Rene-Jean Richard (Canadian 1895 to 1982)

Born in Switzerland, Rene Richard moved to Alberta, Canada at the age of ten with his family. The arduous farmer’s life they lived did not appeal to him, and he left home as a young man to hunt and trap in the North. Life among his fellow trappers in the vast Northern landscape inspired him to paint, so in 1926 he began his studies in Edmonton. In Paris from 1927-30 at the Academie de la Grande Chaumiere and the Academie Colarossi, he met Clarence Gagnon (1881-1942), a prominent figure in Canadian modern art, who encouraged him to take up painting full time. Richard continued to hunt in the north of Alberta and in the Arctic until 1942, when he settled in Baie St.-Paul on the St. Lawrence River, an area in which Gagnon had previously painted. Later, after a 1952 trip to Northern Quebec, Richard settled permanently at a house there, now Maison Rene Richard, a gallery and museum, where members of Canada’s best-known artistic movement, the Group of Seven, also lived and painted from time to time.

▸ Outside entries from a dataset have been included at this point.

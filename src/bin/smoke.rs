use std::path::PathBuf;
use std::thread;
use std::time::{Duration, Instant};

use aab_apks_tool_lib::app::config::ToolConfig;
use aab_apks_tool_lib::app::controller::DRAIN_INTERVAL_MS;
use aab_apks_tool_lib::app::error::AppError;
use aab_apks_tool_lib::app::logging::init_cli_logging;
use aab_apks_tool_lib::app::models::{LogCursor, TaskKind, TaskOutcome, TaskStatus};
use aab_apks_tool_lib::app::state::AppState;
use aab_apks_tool_lib::app::tasks::spawn_task;
use serde::Serialize;
use uuid::Uuid;

const USAGE: &str = "Usage: cargo run --bin smoke -- (--bundle PATH [--unsigned] | --apks PATH) [--install] [--port PORT] [--tools-dir DIR] [--json]\n";

#[derive(Debug, Clone)]
struct Args {
    bundle: Option<PathBuf>,
    apks: Option<PathBuf>,
    unsigned: bool,
    install: bool,
    port: Option<String>,
    tools_dir: Option<PathBuf>,
    json: bool,
}

#[derive(Serialize)]
struct SmokeSummary {
    tool: &'static str,
    status: &'static str,
    trace_id: String,
    install_dir: String,
    artifact: Option<String>,
    checks: Vec<SmokeCheck>,
}

#[derive(Serialize)]
struct SmokeCheck {
    name: &'static str,
    status: &'static str, // pass|fail
    duration_ms: u128,
    #[serde(skip_serializing_if = "Option::is_none")]
    error_code: Option<String>,
    #[serde(skip_serializing_if = "Option::is_none")]
    error: Option<String>,
}

fn parse_args() -> Result<Args, String> {
    let mut bundle: Option<PathBuf> = None;
    let mut apks: Option<PathBuf> = None;
    let mut unsigned = false;
    let mut install = false;
    let mut port: Option<String> = None;
    let mut tools_dir: Option<PathBuf> = None;
    let mut json = false;

    let mut it = std::env::args().skip(1);
    while let Some(arg) = it.next() {
        match arg.as_str() {
            "--bundle" => {
                let value = it
                    .next()
                    .ok_or_else(|| "--bundle requires a value".to_string())?;
                bundle = Some(PathBuf::from(value));
            }
            "--apks" => {
                let value = it
                    .next()
                    .ok_or_else(|| "--apks requires a value".to_string())?;
                apks = Some(PathBuf::from(value));
            }
            "--unsigned" => {
                unsigned = true;
            }
            "--install" => {
                install = true;
            }
            "--port" => {
                port = Some(
                    it.next()
                        .ok_or_else(|| "--port requires a value".to_string())?,
                );
            }
            "--tools-dir" => {
                let value = it
                    .next()
                    .ok_or_else(|| "--tools-dir requires a value".to_string())?;
                tools_dir = Some(PathBuf::from(value));
            }
            "--json" => {
                json = true;
            }
            "-h" | "--help" => return Err(USAGE.to_string()),
            other => return Err(format!("Unknown arg: {other}\n{USAGE}")),
        }
    }

    if bundle.is_some() && apks.is_some() {
        return Err("--bundle and --apks are mutually exclusive".to_string());
    }
    if bundle.is_none() && apks.is_none() {
        return Err(USAGE.to_string());
    }
    if apks.is_some() && !install {
        return Err("--apks only makes sense with --install".to_string());
    }

    Ok(Args {
        bundle,
        apks,
        unsigned,
        install,
        port,
        tools_dir,
        json,
    })
}

/// Drives one task the way the window does: validate, spawn, drain on a timer.
fn run_task_check(
    state: &AppState,
    name: &'static str,
    task: TaskKind,
    trace_id: &str,
    echo: bool,
) -> SmokeCheck {
    let start = Instant::now();
    let fail = |err: AppError| SmokeCheck {
        name,
        status: "fail",
        duration_ms: start.elapsed().as_millis(),
        error_code: Some(err.code.clone()),
        error: Some(err.error),
    };

    let begun = match state.controller.lock() {
        Ok(mut controller) => match task {
            TaskKind::Conversion => controller.begin_conversion(&state.tools, trace_id),
            TaskKind::Installation => controller.begin_installation(trace_id),
        },
        Err(_) => Err(AppError::system("UI state locked", trace_id)),
    };
    let config = match begun {
        Ok(config) => config,
        Err(err) => return fail(err),
    };
    let handle = match spawn_task(config, state.tools.clone(), state.log_sender.clone()) {
        Ok(handle) => handle,
        Err(err) => return fail(err),
    };

    let mut cursor = LogCursor::default();
    loop {
        thread::sleep(Duration::from_millis(DRAIN_INTERVAL_MS));
        let (Ok(receiver), Ok(mut controller)) = (state.log_receiver.lock(), state.controller.lock())
        else {
            return fail(AppError::system("UI state locked", trace_id));
        };
        controller.drain(&receiver);
        let delta = controller.log_since(cursor);
        cursor = delta.cursor;
        if echo {
            for line in &delta.lines {
                println!("{line}");
            }
        }
        if controller.status(task) == TaskStatus::Idle {
            break;
        }
    }

    match handle.join().unwrap_or(TaskOutcome::Failed) {
        TaskOutcome::Succeeded { .. } => SmokeCheck {
            name,
            status: "pass",
            duration_ms: start.elapsed().as_millis(),
            error_code: None,
            error: None,
        },
        TaskOutcome::Failed => fail(AppError::process(format!("{} failed", task.label()), trace_id)),
    }
}

fn prepare(state: &AppState, args: &Args, trace_id: &str) -> Result<(), AppError> {
    let mut controller = state
        .controller
        .lock()
        .map_err(|_| AppError::system("UI state locked", trace_id))?;
    if let Some(bundle) = &args.bundle {
        controller.select_bundle(bundle.clone(), trace_id)?;
    }
    if let Some(apks) = &args.apks {
        controller.select_archive(apks.clone(), trace_id)?;
    }
    controller.set_signing(!args.unsigned, trace_id)?;
    if let Some(port) = &args.port {
        controller.set_port(port, trace_id)?;
    }
    Ok(())
}

fn main() {
    init_cli_logging();
    let args = match parse_args() {
        Ok(v) => v,
        Err(msg) => {
            eprintln!("{msg}");
            std::process::exit(2);
        }
    };

    let trace_id = Uuid::new_v4().to_string();
    let tools = match &args.tools_dir {
        Some(dir) => ToolConfig::with_install_dir(dir.clone()),
        None => match ToolConfig::resolve(&trace_id) {
            Ok(tools) => tools,
            Err(err) => {
                eprintln!("{err}");
                std::process::exit(1);
            }
        },
    };
    let install_dir = tools.install_dir.display().to_string();
    let state = AppState::new(tools);

    let mut checks: Vec<SmokeCheck> = Vec::new();
    let mut status = "pass";
    if let Err(err) = prepare(&state, &args, &trace_id) {
        checks.push(SmokeCheck {
            name: "prepare",
            status: "fail",
            duration_ms: 0,
            error_code: Some(err.code),
            error: Some(err.error),
        });
        status = "fail";
    }

    let echo = !args.json;
    if status == "pass" && args.bundle.is_some() {
        let check = run_task_check(&state, "convert", TaskKind::Conversion, &trace_id, echo);
        if check.status != "pass" {
            status = "fail";
        }
        checks.push(check);
    }
    if status == "pass" && args.install {
        let check = run_task_check(&state, "install", TaskKind::Installation, &trace_id, echo);
        if check.status != "pass" {
            status = "fail";
        }
        checks.push(check);
    }

    let artifact = state
        .controller
        .lock()
        .ok()
        .and_then(|controller| controller.last_artifact().map(|path| path.display().to_string()));

    if args.json {
        let summary = SmokeSummary {
            tool: "aab_apks_tool_smoke",
            status,
            trace_id,
            install_dir,
            artifact,
            checks,
        };
        println!(
            "{}",
            serde_json::to_string_pretty(&summary).unwrap_or_default()
        );
    } else {
        for check in &checks {
            match &check.error {
                Some(error) => eprintln!("[{}] {} ({} ms): {error}", check.status, check.name, check.duration_ms),
                None => eprintln!("[{}] {} ({} ms)", check.status, check.name, check.duration_ms),
            }
        }
    }

    if status != "pass" {
        std::process::exit(1);
    }
}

In 1967, Canada’s centenary year, Richard was given a one-man show at the Quebec Fine Arts Museum. Richard and Gagnon, in common with their contemporaries in the Group of Seven, were largely concerned with developing a specifically Canadian art, with its own, proper subject matter and painterly idiom. Following the First World War, in which Canadian troops played an unexpectedly prominent part and the country began to take a more active role in international affairs, the search for a national, as opposed to a colonial, culture became more urgent. Canada’s vast and remote landscapes, which at mid-century were beginning to be opened to railways and permanent roads, became the wellspring for a new national school of painting. Rene Richard’s large and impressive canvases capture a sense of the landscape’s expansive space, but also the importance of forest meetings between trappers, who otherwise might go weeks without human contact.